On July 26, 1945, the M&E was formally merged into the DL&W. However it remained the Morris and Essex Division, and even today New Jersey Transit calls it the Morris and Essex Lines. In 1960 the DL&W merged with the Erie Railroad to form the Erie-Lackawanna Railroad, becoming part of Conrail in 1976.

==Stations==
1. New York (Foot of Barclay Street)
2. New York (Foot of Christopher Street) (ferry)
3. Hoboken (MP 1.25) (ferry)
4. West End (MP 3.25)
5. Seaboard (MP 5)
6. Kearny Junction (MP7.0)
7. Harrison (MP 9)
8. Newark (MP 10) – Junction Newark and Bloomfield Railway
9. Roseville Avenue, Newark (MP 11.0)
10. East Orange (MP 12)
11. Brick Church (MP 13)
12. Orange (MP 13)
13. Highland Avenue, Orange (MP 14)
14. Mountain Station, South Orange (MP 15)
15. South Orange (MP 16)
16. Maplewood (MP 17)
17. Millburn (MP 19)
18. Short Hills (MP 20)
19. Summit (MP 22)
20. Chatham (MP 26)
21. Madison (MP 28)
22. Convent (MP 30)
23. Morristown (MP 32) – Junction with Morristown & Erie Railway
24. Morris Plains (MP 34)
25. Mount Tabor (MP 38)
26. Denville (MP 38) – Junction with Boonton Branch
27. Rockaway (MP 40)
28. Dover (MP 43)
29. Wharton (MP 44)
30. Chester Junction (MP 45) – Junction with Chester Railroad
31. Lake Junction (MP 45) – Junction with Central Railroad of New Jersey
32. Mount Arlington (MP 47)
33. Drakesville (MP 48)
34. Lake Hopatcong (MP 49)
35. Port Morris Junction (MP 50)
36. Port Morris (MP 51)
37. Sussex Branch Junction (MP 53)
38. Netcong/Stanhope (MP 53)
39. Waterloo (MP 56) – Junction with Sussex Railroad of New Jersey
40. Hacketttstown (MP 62)
41. Port Murray (MP 67)
42. Washington (MP 71) – Junction with Delaware, Lackawanna and Western Railroad
43. Broadway (MP 76)
44. Stewartsville (MP 80)
45. Phillipsburg Union Station (MP 85)
46. Easton (MP 85), – Junction with Lehigh Valley Railroad, Central Railroad of New Jersey, and the Lehigh and Susquehanna Railroad

==Branches==
- Boonton
The Boonton Branch was first built as a short branch from the main line at Denville east to Boonton.
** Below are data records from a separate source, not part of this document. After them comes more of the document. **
impl Gateway {
    pub fn new(
        config: GatewayConfig,
        store: Arc<dyn GatewayStore>,
        verifier: Arc<dyn CredentialVerifier>,
    ) -> Self {
        let hub = Hub::new(config.outbound_buffer);
        let conversations =
            ConversationResolver::new(store.clone(), config.permit_unverified_access);
        let badges = BadgeEngine::new(store.clone(), hub.clone());
        let pipeline = MessagePipeline::new(
            store.clone(),
            conversations.clone(),
            badges,
            hub.clone(),
            PipelineLimits {
                max_message_length: config.max_message_length,
                history_limit: config.history_limit,
            },
        );
        Self {
            identities: IdentityResolver::new(verifier, store),
            rooms: RoomTracker::new(),
            pings: PingTracker::new(),
            conversations,
            pipeline,
            hub,
            config,
        }
    }

    pub fn config(&self) -> &GatewayConfig {
        &self.config
    }

    pub fn identities(&self) -> &IdentityResolver {
        &self.identities
    }

    pub fn rooms(&self) -> &RoomTracker {
        &self.rooms
    }

    pub fn pings(&self) -> &PingTracker {
        &self.pings
    }

    pub fn hub(&self) -> &Hub {
        &self.hub
    }

    /// Register an authenticated connection with the hub and its personal groups.
    ///
    /// Returns the `connected` frame, which must be written before anything
    /// read from the returned queue.
    pub async fn connect(
        &self,
        connection: &Connection,
    ) -> Result<(EventFrame, tokio::sync::mpsc::Receiver<Outbound>), GatewayError> {
        let connected = EventFrame::new(
            EventName::Connected,
            &Connected {
                connection_id: connection.id,
                user_id: connection.user_id().to_string(),
                user_type: connection.role,
                identity: connection.identity.kind().to_string(),
            },
        )
        .map_err(|err| GatewayError::Store(StoreError::Storage(err.into())))?;

        let rx = self.hub.register(connection.id).await;
        for group in connection.personal_groups() {
            self.hub.join_group(connection.id, &group).await;
        }
        tracing::info!(
            connection_id = %connection.id,
            user_id = %connection.user_id(),
            role = %connection.role,
            identity = connection.identity.kind(),
            "connection authenticated"
        );
        Ok((connected, rx))
    }

    /// Open the connection to inbound traffic and announce it online.
    pub async fn mark_ready(&self, connection: &mut Connection) -> Result<(), InvalidTransition> {
        connection.advance(ConnectionState::Ready)?;
        self.announce(connection, &connection.personal_groups(), PresenceStatus::Online)
            .await;
        tracing::debug!(connection_id = %connection.id, "connection ready");
        Ok(())
    }

    /// Tear down everything held for a connection and tell its rooms it left.
    pub async fn disconnect(&self, connection: &mut Connection) {
        if connection.state() == ConnectionState::Closed {
            return;
        }
        let was_ready = connection.is_ready();
        let _ = connection.advance(ConnectionState::Closed);
        if was_ready {
            self.announce(connection, &connection.personal_groups(), PresenceStatus::Offline)
                .await;
        }

        let left = self.rooms.remove_user(&connection.user_key()).await;
        self.pings.remove(connection.id).await;
        self.hub.unregister(connection.id).await;
        for property_id in &left {
            self.presence(connection, *property_id, PresenceStatus::Offline)
                .await;
        }
        tracing::info!(
            connection_id = %connection.id,
            user_id = %connection.user_id(),
            rooms = left.len(),
            "connection closed"
        );
    }

    /// Route one inbound text frame and produce exactly one response frame.
    pub async fn dispatch(&self, connection: &Connection, text: &str) -> Dispatched {
        let frame = match EventFrame::decode(text) {
            Ok(frame) => frame,
            Err(err) => {
                tracing::debug!(connection_id = %connection.id, error = %err, "malformed frame");
                return failure("unknown", EventName::Error, None, &GatewayError::MalformedFrame);
            }
        };

        let Some(route) = frame
            .name()
            .and_then(|name| ROUTES.iter().find(|route| route.event == name))
        else {
            let err = GatewayError::UnknownEvent(frame.event.clone());
            return failure("unknown", EventName::Error, Some(&frame), &err);
        };

        let label = route.event.as_str();
        if route.requires_ready && !connection.is_ready() {
            tracing::warn!(
                connection_id = %connection.id,
                event = label,
                state = connection.state().as_str(),
                "rejecting frame received before ready"
            );
            return failure(label, route.error_event, Some(&frame), &GatewayError::NotReady);
        }

        match (route.handler)(self, connection, frame.data.clone()).await {
            Ok(reply) => Dispatched {
                event: label,
                ok: true,
                frame: EventFrame {
                    event: reply.event.as_str().to_string(),
                    data: reply.data,
                },
            },
            Err(err) => {
                match &err {
                    GatewayError::Store(inner) => tracing::error!(
                        connection_id = %connection.id,
                        event = label,
                        error = %inner,
                        "handler failed"
                    ),
                    other => tracing::debug!(
                        connection_id = %connection.id,
                        event = label,
                        error = %other,
                        "handler rejected frame"
                    ),
                }
                failure(label, route.error_event, Some(&frame), &err)
            }
        }
    }

    async fn ping(&self, connection: &Connection, _data: Value) -> Result<Reply, GatewayError> {
        self.pings.record(connection.id, Instant::now()).await;
        Reply::new(
            EventName::Pong,
            &Pong {
                timestamp: Utc::now().timestamp_millis(),
            },
        )
    }

    async fn join_property(
        &self,
        connection: &Connection,
        data: Value,
    ) -> Result<Reply, GatewayError> {
        let PropertyRef { property_id } = parse(data)?;
        if matches!(connection.identity, Identity::Anonymous { .. })
            && !self.config.permit_unverified_access
        {
            return Err(GatewayError::Unauthorized);
        }

        let user = connection.user_key();
        let room = GroupKey::property(property_id);
        match self.rooms.try_join(property_id, &user).await {
            JoinAttempt::AlreadyJoined { conversation_id } => {
                self.hub.join_group(connection.id, &room).await;
                Reply::new(
                    EventName::PropertyConversationJoined,
                    &PropertyConversationJoined {
                        property_id,
                        conversation_id,
                        conversation: None,
                        messages: Vec::new(),
                        status: homeward_core::event::JoinStatus::AlreadyJoined,
                    },
                )
            }
            JoinAttempt::Joined => {
                let resolved = self
                    .conversations
                    .get_or_create(property_id, &connection.identity, connection.role)
                    .await;
                let conversation = match resolved {
                    Ok(Resolution::Found(conversation)) => conversation,
                    Ok(Resolution::NotFound(reason)) => {
                        self.rooms.leave(property_id, &user).await;
                        tracing::info!(
                            %property_id,
                            reason = reason.describe(),
                            "join found no conversation"
                        );
                        return Reply::new(
                            EventName::PropertyConversationJoined,
                            &PropertyConversationJoined {
                                property_id,
                                conversation_id: None,
                                conversation: None,
                                messages: Vec::new(),
                                status: reason.join_status(),
                            },
                        );
                    }
                    Err(err) => {
                        self.rooms.leave(property_id, &user).await;
                        return Err(err.into());
                    }
                };

                let messages = match self.pipeline.history(&conversation).await {
                    Ok(messages) => messages,
                    Err(err) => {
                        self.rooms.leave(property_id, &user).await;
                        return Err(err.into());
                    }
                };
                self.rooms
                    .set_conversation(property_id, &user, conversation.id)
                    .await;
                self.hub.join_group(connection.id, &room).await;
                self.presence(connection, property_id, PresenceStatus::Online)
                    .await;

                Reply::new(
                    EventName::PropertyConversationJoined,
                    &PropertyConversationJoined {
                        property_id,
                        conversation_id: Some(conversation.id),
                        conversation: Some(conversation),
                        messages,
                        status: homeward_core::event::JoinStatus::Joined,
                    },
                )
            }
        }
    }

    async fn leave_property(
        &self,
        connection: &Connection,
        data: Value,
    ) -> Result<Reply, GatewayError> {
        let reference: PropertyRef = parse(data)?;
        let was_member = self
            .rooms
            .leave(reference.property_id, &connection.user_key())
            .await;
        self.hub
            .leave_group(connection.id, &GroupKey::property(reference.property_id))
            .await;
        if was_member {
            self.presence(connection, reference.property_id, PresenceStatus::Offline)
                .await;
        }
        Reply::new(EventName::PropertyConversationLeft, &reference)
    }

    async fn send_message(
        &self,
        connection: &Connection,
        data: Value,
    ) -> Result<Reply, GatewayError> {
        let request: SendPropertyMessage = parse(data)?;
        let temp_id = request.temp_id.clone();
        let sent = self.pipeline.send(connection, request).await?;
        Reply::new(
            EventName::MessageSent,
            &MessageSent {
                property_id: sent.conversation.property_id,
                message: sent.message,
                temp_id,
            },
        )
    }

    async fn mark_read(&self, connection: &Connection, data: Value) -> Result<Reply, GatewayError> {
        let request: MarkMessagesRead = parse(data)?;
        let marked = self.pipeline.mark_read(connection, request).await?;
        Reply::new(
            EventName::MessagesMarkedRead,
            &MessagesMarkedRead {
                conversation_id: Some(marked.conversation.id),
                property_id: Some(marked.conversation.property_id),
                count: marked.message_ids.len() as u64,
            },
        )
    }

    async fn typing(
        &self,
        connection: &Connection,
        data: Value,
        is_typing: bool,
    ) -> Result<Reply, GatewayError> {
        let PropertyRef { property_id } = parse(data)?;
        let event = if is_typing {
            EventName::TypingStart
        } else {
            EventName::TypingStop
        };
        if let Ok(frame) = EventFrame::new(
            EventName::UserTyping,
            &UserTyping {
                property_id,
                user_id: connection.user_id().to_string(),
                user_type: connection.role,
                is_typing,
            },
        ) {
            self.hub
                .emit_to_group_except(&GroupKey::property(property_id), connection.id, Arc::new(frame))
                .await;
        }
        Reply::new(
            EventName::Ack,
            &Ack {
                event: event.as_str().to_string(),
            },
        )
    }

    async fn presence(&self, connection: &Connection, property_id: Uuid, status: PresenceStatus) {
        self.announce(connection, &[GroupKey::property(property_id)], status)
            .await;
    }

    /// Broadcast a presence change to `groups`, skipping the connection itself.
    async fn announce(&self, connection: &Connection, groups: &[GroupKey], status: PresenceStatus) {
        let payload = PresenceUpdated {
            user_id: connection.user_id().to_string(),
            user_type: connection.role,
            status,
        };
        let frame = match EventFrame::new(EventName::PresenceUpdated, &payload) {
            Ok(frame) => Arc::new(frame),
            Err(err) => {
                tracing::warn!(error = %err, "failed to encode presence update");
                return;
            }
        };
        self.hub
            .emit_to_groups_except(groups, connection.id, frame)
            .await;
    }

    /// Evict memberships past their TTL; returns how many were dropped.
    pub async fn sweep_memberships(&self, now: Instant) -> usize {
        let evicted = self
            .rooms
            .evict_stale(now, self.config.membership_ttl())
            .await;
        if !evicted.is_empty() {
            tracing::info!(evicted = evicted.len(), "evicted stale room memberships");
        }
        evicted.len()
    }

    pub async fn sweep_pings(&self, now: Instant) -> usize {
        let evicted = self
            .pings
            .evict_older_than(now, self.config.ping_ttl())
            .await;
        if evicted > 0 {
            tracing::debug!(evicted, "discarded abandoned ping records");
        }
        evicted
    }

    pub fn spawn_sweepers(self: &Arc<Self>) -> Sweepers {
        let membership = {
            let gateway = Arc::clone(self);
            tokio::spawn(async move {
                let mut ticker = tokio::time::interval(gateway.config.membership_sweep_interval());
                ticker.tick().await;
                loop {
                    ticker.tick().await;
                    gateway.sweep_memberships(Instant::now()).await;
                }
            })
        };
        let pings = {
            let gateway = Arc::clone(self);
            tokio::spawn(async move {
                let mut ticker = tokio::time::interval(gateway.config.ping_sweep_interval());
                ticker.tick().await;
                loop {
                    ticker.tick().await;
                    gateway.sweep_pings(Instant::now()).await;
                }
            })
        };
        Sweepers {
            handles: vec![membership, pings],
        }
    }
}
It was later extended much further east toward Paterson and then south to return to the main line at the west end of Bergen Hill; this opened on September 17, 1870. A realignment was later built at the west end, bypassing Denville and some curves, for a shortcut of both the branch and the main line. In 1903 the Kingsland Tunnel opened as part of a short realignment at Kingsland. The Harrison Cut-off was built in the 1920s as a connection from the Boonton Branch at Kingsland south to the main line in Kearny.

- Paterson
The Morris and Essex Extension Railroad was chartered in 1889 and opened later that year, connecting the Boonton Branch to Paterson.

- Montclair
The Newark and Bloomfield Railroad was chartered in 1852 and opened in 1855 as a short branch from the main line at Roseville Avenue/Bloomfield Junction northwest to Montclair via Bloomfield. It was built by the M&E and mostly owned by them. The M&E leased it on April 1, 1868.

- Gladstone
The Gladstone Branch was the only completed part of the New Jersey West Line Railroad, a failed plan to build a new line across the state. The actually-constructed portion went from Summit on the M&E west to Bernardsville, and it was soon renamed the Passaic and Delaware Railroad. The DL&W leased it on November 1, 1882 as a branch of the M&E. The Passaic and Delaware Extension Railroad was chartered in 1890 and opened later that year, extending the line to Gladstone.

- Morris Plains

- Chester
The Chester Railroad was incorporated in 1867 and opened in 1872, running from the M&E west of Dover southwest to Chester.

- Hopatcong
The short Hopatcong Railroad was a branch from the M&E at Hopatcong north to Roxbury. The DL&W bought it in 1892.

- Sussex
The Sussex Railroad stretched north from the M&E at Waterloo (later Stanhope) to Newton and beyond. The DL&W leased it in 1924.